Le besoin d'humour est-il vraiment bon signe ?

Hier soir je me suis plongé avec délices dans le très bon Steak (cf vidéo) avec Eric et Ramzy, que je pensais pourtant catalogué navet sidéral. J'ai hâte de pouvoir me replonger sereinement dans Bergman, ou même goûter l'humour racé de Woody, sa mélancolie jazzy...



dimanche 1 juin 2008

Spielberg, plus grand écrivain français du 19ème siècle (+ clip de la semaine)

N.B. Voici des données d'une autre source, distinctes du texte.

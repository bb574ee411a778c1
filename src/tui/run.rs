//! Calendar TUI entry point and terminal setup.

use std::{io, path::Path};

use crossterm::{
    event::{DisableMouseCapture, EnableMouseCapture},
    execute,
    terminal::{disable_raw_mode, enable_raw_mode, EnterAlternateScreen, LeaveAlternateScreen}
};
use ratatui::{prelude::CrosstermBackend, Terminal};

use crate::error::Result;
use crate::fields::Locale;
use crate::tui::app::CalendarApp;

/// Initialise and run the calendar terminal user interface.
pub fn run_tui(db_path: &Path, locale: Locale, show_done: bool) -> Result<()> {
    // Load before touching the terminal so a bad task file is reported normally.
    let mut app = CalendarApp::new(db_path, locale, show_done)?;

    enable_raw_mode()?;
    let mut stdout = io::stdout();
    execute!(stdout, EnterAlternateScreen, EnableMouseCapture)?;
    let backend = CrosstermBackend::new(stdout);
    let mut terminal = Terminal::new(backend)?;

    let result = app.run(&mut terminal);

    disable_raw_mode()?;
    execute!(
        terminal.backend_mut(),
        LeaveAlternateScreen,
        DisableMouseCapture
    )?;
    terminal.show_cursor()?;

    result?;
    Ok(())
}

1) - Que veut dire la "polygamie" ?
- Plusieurs femmes !
- Pour être plus précis, la polygamie, c'est le fait d'avoir plusieurs conjoints, plusieurs partenaires sexuels. Quand un homme épouse plusieurs femmes, on appelle ca la "polygynie"... Et quand une femme a plusieurs hommes ? Comment appelle-t-on ça ?
- Une partouze !

2) Lors d'un quizz de culture générale en classe de seconde :
- Qui a écrit le Rouge et le Noir ?
- Spielberg !

3) - Quel est le titre du film de Spielberg qui se passe en Pologne, pendant la 2ème Guerre Mondiale ?
- E.T. !

(Clip de la semaine : en ce moment je redécouvre le discrographie de James Brown... Son véritable génie, je trouve, réside dans ses titres soul, révisités par un funk ravageur : une émotion virile, massivement sensible, qui déborde progressivement dans une énergie millimétrée... Bel exemple avec sa reprise du classique Sunny :

mercredi 28 mai 2008

20 ans n'est peut-être pas le plus bel âge, mais le plus clairvoyant



Gallimard vient de publier les Cahiers de Jeunesse (1926-1930) de Simone de Beauvoir, qu'elle a rédigés de 18 à 22 ans... Talent impressionnant ! Des centaines de pages, déjà, parfaitement fluides et savoureuses, constamment tendues par l'exigence d'accomplir son oeuvre et d'accomplir sa vie. Le plus frappant, c'est la constance des obsessions tout au long de sa carrière, celles-là même qu'on retrouvera dans les Mémoires d'une jeune fille rangée - comme le souci de la transparence.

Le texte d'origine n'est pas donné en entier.